Eight suspects face 'realistic prospect of conviction', says CPS

Rupert Murdoch's one-time right-hand woman Rebekah Brooks, and Prime Minister David Cameron's ex-spin chief Andy Coulson, face "a realistic prospect of conviction" of alleged phone-hacking offences, the Crown Prosecution Service said this morning.

Erstwhile News International boss Brooks, who had edited the Sun and the now-defunct News of the World - which was the Sunday redtop at the centre of the phone-hacking scandal that rocked Murdoch's media empire - will be charged with conspiring to intercept communications without lawful authority.

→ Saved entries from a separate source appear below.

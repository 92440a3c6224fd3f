use chrono::{DateTime, FixedOffset};
use serde::{Deserialize, Serialize};

use super::parse_timestamp;
use crate::{MessageId, ProtocolError, RoomId, UserId};

/// `{"messages": [...]}`, returned by the transcript and recent endpoints
#[derive(Debug, Clone, PartialEq, Deserialize, Serialize)]
pub struct MessagesEnvelope {
    pub messages: Vec<WireMessage>,
}

#[derive(Debug, Clone, PartialEq, Deserialize, Serialize)]
pub struct WireMessage {
    pub id: MessageId,
    pub room_id: Option<RoomId>,
    /// Null for service-generated entries such as timestamps
    pub user_id: Option<UserId>,
    pub body: Option<String>,
    pub created_at: String,
    #[serde(rename = "type")]
    pub kind: Option<String>,
}

/// One line of a transcript.
///
/// Timestamps have the service's granularity, nominally five minutes.
#[derive(Debug, Clone, PartialEq)]
pub struct TranscriptEntry {
    pub id: MessageId,
    pub user_id: Option<UserId>,
    pub message: Option<String>,
    pub timestamp: DateTime<FixedOffset>,
    pub kind: Option<String>,
}

impl TryFrom<WireMessage> for TranscriptEntry {
    type Error = ProtocolError;

    fn try_from(wire: WireMessage) -> Result<Self, Self::Error> {
        Ok(Self {
            id: wire.id,
            user_id: wire.user_id,
            message: wire.body,
            timestamp: parse_timestamp(&wire.created_at)?,
            kind: wire.kind,
        })
    }
}

impl MessagesEnvelope {
    /// Normalize every message, keeping the service's order
    pub fn into_entries(self) -> Result<Vec<TranscriptEntry>, ProtocolError> {
        self.messages
            .into_iter()
            .map(TranscriptEntry::try_from)
            .collect()
    }
}
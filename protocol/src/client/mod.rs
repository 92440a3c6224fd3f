mod path;

pub use path::{
    me_path, presence_path, recent_path, room_action_path, room_path, rooms_path,
    transcript_path, user_path,
};

use serde::Serialize;

/// Serialization format selected by an endpoint's path suffix.
///
/// Most endpoints speak JSON, but `join` and `leave` are only exposed as
/// `.xml` by the service.
#[derive(Debug, Clone, Copy, PartialEq, Eq)]
pub enum Format {
    Json,
    Xml,
}

impl Format {
    pub fn extension(&self) -> &'static str {
        match self {
            Self::Json => "json",
            Self::Xml => "xml",
        }
    }
}

/// How the service should render a posted message
#[derive(Debug, Clone, Copy, PartialEq, Eq, Default)]
pub enum MessageKind {
    /// Plain chat line
    #[default]
    Text,
    /// Multi-line block shown in a fixed-width box
    Paste,
    /// Name of a sound clip to play in the room
    Sound,
    /// Tweet URL, rendered inline
    Tweet,
}

impl MessageKind {
    /// The wire `type` tag
    pub fn type_tag(&self) -> &'static str {
        match self {
            Self::Text => "TextMessage",
            Self::Paste => "PasteMessage",
            Self::Sound => "SoundMessage",
            Self::Tweet => "TweetMessage",
        }
    }
}

/// Body of `POST /room/{id}/speak.json`: `{"message": {"body", "type"}}`
#[derive(Debug, Clone, PartialEq, Serialize)]
pub struct SpeakPayload {
    pub message: OutgoingMessage,
}

#[derive(Debug, Clone, PartialEq, Serialize)]
pub struct OutgoingMessage {
    pub body: String,
    #[serde(rename = "type")]
    pub kind: &'static str,
}

impl SpeakPayload {
    pub fn new(body: impl Into<String>, kind: MessageKind) -> Self {
        Self {
            message: OutgoingMessage {
                body: body.into(),
                kind: kind.type_tag(),
            },
        }
    }
}

/// Merge-style partial update sent as `PUT /room/{id}.json`.
///
/// Only the attributes that are set end up in the body.
#[derive(Debug, Clone, Default, PartialEq, Serialize)]
pub struct RoomUpdate {
    pub room: RoomUpdateAttributes,
}

#[derive(Debug, Clone, Default, PartialEq, Serialize)]
pub struct RoomUpdateAttributes {
    #[serde(skip_serializing_if = "Option::is_none")]
    pub name: Option<String>,
    #[serde(skip_serializing_if = "Option::is_none")]
    pub topic: Option<String>,
}

impl RoomUpdate {
    pub fn name(name: impl Into<String>) -> Self {
        Self {
            room: RoomUpdateAttributes {
                name: Some(name.into()),
                topic: None,
            },
        }
    }

    pub fn topic(topic: impl Into<String>) -> Self {
        Self {
            room: RoomUpdateAttributes {
                name: None,
                topic: Some(topic.into()),
            },
        }
    }

    pub fn is_empty(&self) -> bool {
        self.room.name.is_none() && self.room.topic.is_none()
    }
}

#[cfg(test)]
mod tests {
    use super::*;
    use serde_json::json;

    #[test]
    fn test_type_tags() {
        assert_eq!(MessageKind::default().type_tag(), "TextMessage");
        assert_eq!(MessageKind::Paste.type_tag(), "PasteMessage");
        assert_eq!(MessageKind::Sound.type_tag(), "SoundMessage");
        assert_eq!(MessageKind::Tweet.type_tag(), "TweetMessage");
    }

    #[test]
    fn test_speak_payload_shape() {
        let payload = SpeakPayload::new("crickets", MessageKind::Sound);

        assert_eq!(
            serde_json::to_value(&payload).unwrap(),
            json!({ "message": { "body": "crickets", "type": "SoundMessage" } })
        );
    }

    #[test]
    fn test_room_update_only_serializes_set_attribute() {
        assert_eq!(
            serde_json::to_value(RoomUpdate::name("Foo")).unwrap(),
            json!({ "room": { "name": "Foo" } })
        );
        assert_eq!(
            serde_json::to_value(RoomUpdate::topic("Release day")).unwrap(),
            json!({ "room": { "topic": "Release day" } })
        );
        assert!(RoomUpdate::default().is_empty());
    }
}
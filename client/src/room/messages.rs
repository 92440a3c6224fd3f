use std::path::Path;

use anyhow::{Context, Result};
use campfire_protocol::client::recent_path;
use campfire_protocol::{
    Format, MessageKind, MessagesEnvelope, SpeakPayload, TranscriptEntry, Upload, UploadEnvelope,
    UploadsEnvelope,
};

use super::Room;
use crate::connection::{Connection, UploadBody, decode};

/// How many uploads callers usually ask [`Room::files`] for
pub const DEFAULT_FILES_COUNT: usize = 5;

const OCTET_STREAM: &str = "application/octet-stream";

impl<C: Connection> Room<C> {
    /// Post a plain text message
    pub async fn speak(&self, message: &str) -> Result<()> {
        self.send_message(message, MessageKind::Text).await
    }

    /// Post a multi-line block shown in fixed width
    pub async fn paste(&self, message: &str) -> Result<()> {
        self.send_message(message, MessageKind::Paste).await
    }

    /// Play a sound clip, by name, for everyone in the room
    pub async fn play(&self, sound: &str) -> Result<()> {
        self.send_message(sound, MessageKind::Sound).await
    }

    pub async fn tweet(&self, url: &str) -> Result<()> {
        self.send_message(url, MessageKind::Tweet).await
    }

    /// Post `body` tagged with `kind`. Whatever the service answers is ignored.
    pub async fn send_message(&self, body: &str, kind: MessageKind) -> Result<()> {
        let payload = serde_json::to_value(SpeakPayload::new(body, kind))?;
        self.post_action("speak", Format::Json, Some(payload))
            .await
            .map(|_| ())
    }

    /// Upload a file to the room.
    ///
    /// Without an explicit `content_type` it is guessed from `filename`, then
    /// from the file path, then falls back to `application/octet-stream`.
    pub async fn upload(
        &self,
        file: impl AsRef<Path>,
        content_type: Option<&str>,
        filename: Option<&str>,
    ) -> Result<Option<Upload>> {
        let file = file.as_ref();
        let bytes = tokio::fs::read(file)
            .await
            .with_context(|| format!("Failed to read {}", file.display()))?;

        let file_name = match filename {
            Some(name) => name.to_string(),
            None => file
                .file_name()
                .map(|name| name.to_string_lossy().into_owned())
                .with_context(|| format!("{} has no file name", file.display()))?,
        };

        let content_type = match content_type {
            Some(content_type) => content_type.to_string(),
            None => guess_content_type(filename, file).to_string(),
        };

        let path = self.action_path("uploads");
        tracing::debug!(
            room_id = %self.id,
            file_name = %file_name,
            content_type = %content_type,
            size = bytes.len(),
            "Uploading file"
        );

        let response = self
            .connection
            .raw_post(
                &path,
                UploadBody {
                    file_name,
                    content_type,
                    bytes,
                },
            )
            .await?;

        response
            .map(|value| decode::<UploadEnvelope>(value, &path).map(|envelope| envelope.upload))
            .transpose()
    }

    /// Full URLs of the room's latest uploads, in the order the service lists them.
    ///
    /// `count` is not enforced here; the listing is returned as the service sends it.
    pub async fn files(&self, count: usize) -> Result<Vec<String>> {
        let path = self.action_path("uploads");
        tracing::debug!(room_id = %self.id, count, "Listing uploads");

        let envelope: UploadsEnvelope = decode(self.connection.get(&path).await?, &path)?;
        Ok(envelope.uploads.into_iter().map(|upload| upload.full_url).collect())
    }

    /// Latest messages in the room, oldest first
    pub async fn recent(&self, limit: Option<u32>) -> Result<Vec<TranscriptEntry>> {
        let path = recent_path(self.id, limit);
        tracing::debug!(room_id = %self.id, ?limit, "Fetching recent messages");

        let envelope: MessagesEnvelope = decode(self.connection.get(&path).await?, &path)?;
        Ok(envelope.into_entries()?)
    }
}

fn guess_content_type(filename: Option<&str>, file: &Path) -> &'static str {
    filename
        .and_then(|name| mime_guess::from_path(name).first_raw())
        .or_else(|| mime_guess::from_path(file).first_raw())
        .unwrap_or(OCTET_STREAM)
}
use serde::{Deserialize, Serialize};

use crate::{RoomId, UploadId, UserId};

#[derive(Debug, Clone, PartialEq, Deserialize, Serialize)]
pub struct Upload {
    pub id: UploadId,
    pub name: String,
    pub full_url: String,
    pub content_type: Option<String>,
    pub byte_size: Option<u64>,
    pub room_id: Option<RoomId>,
    pub user_id: Option<UserId>,
    pub created_at: Option<String>,
}

/// `GET /room/{id}/uploads.json` -> `{"uploads": [...]}`
#[derive(Debug, Clone, PartialEq, Deserialize, Serialize)]
pub struct UploadsEnvelope {
    pub uploads: Vec<Upload>,
}

/// Echo of `POST /room/{id}/uploads.json`
#[derive(Debug, Clone, PartialEq, Deserialize, Serialize)]
pub struct UploadEnvelope {
    pub upload: Upload,
}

The CPS added that this charge applies to six other suspects - including Coulson who also held an editor tenure at the NotW. The allegations cover a period between 3 October, 2000 and 9 August, 2006.

The full list of suspects facing prosecution are journalists named by the CPS as: Brooks, Coulson, Stuart Kuttner, Greg Miskiw, Ian Edmondson, Neville Thurlbeck and James Weatherup.

Private detective Glenn Mulcaire will be charged with unlawfully intercepting communications, rather than conspiring to intercept, the CPS said. It added that a total of 19 charges have been brought against the suspects.

"The communications in question are the voicemail messages of well-known people and/or those associated with them," said Alison Levitt QC, who is the principal legal advisor to the director of public prosecutions.

"There is a schedule containing the names of over 600 people whom the prosecution will say are the victims of this offence," she added.

All of the suspects face additional conspiracy charges relating to phone hacking.

Levitt then pointed to a long list of victims that included murdered schoolgirl Milly Dowler, MPs such as David Blunkett and Charles Clarke, and celebrities including Angelina Jolie, Brad Pitt, Jude Law and Delia Smith.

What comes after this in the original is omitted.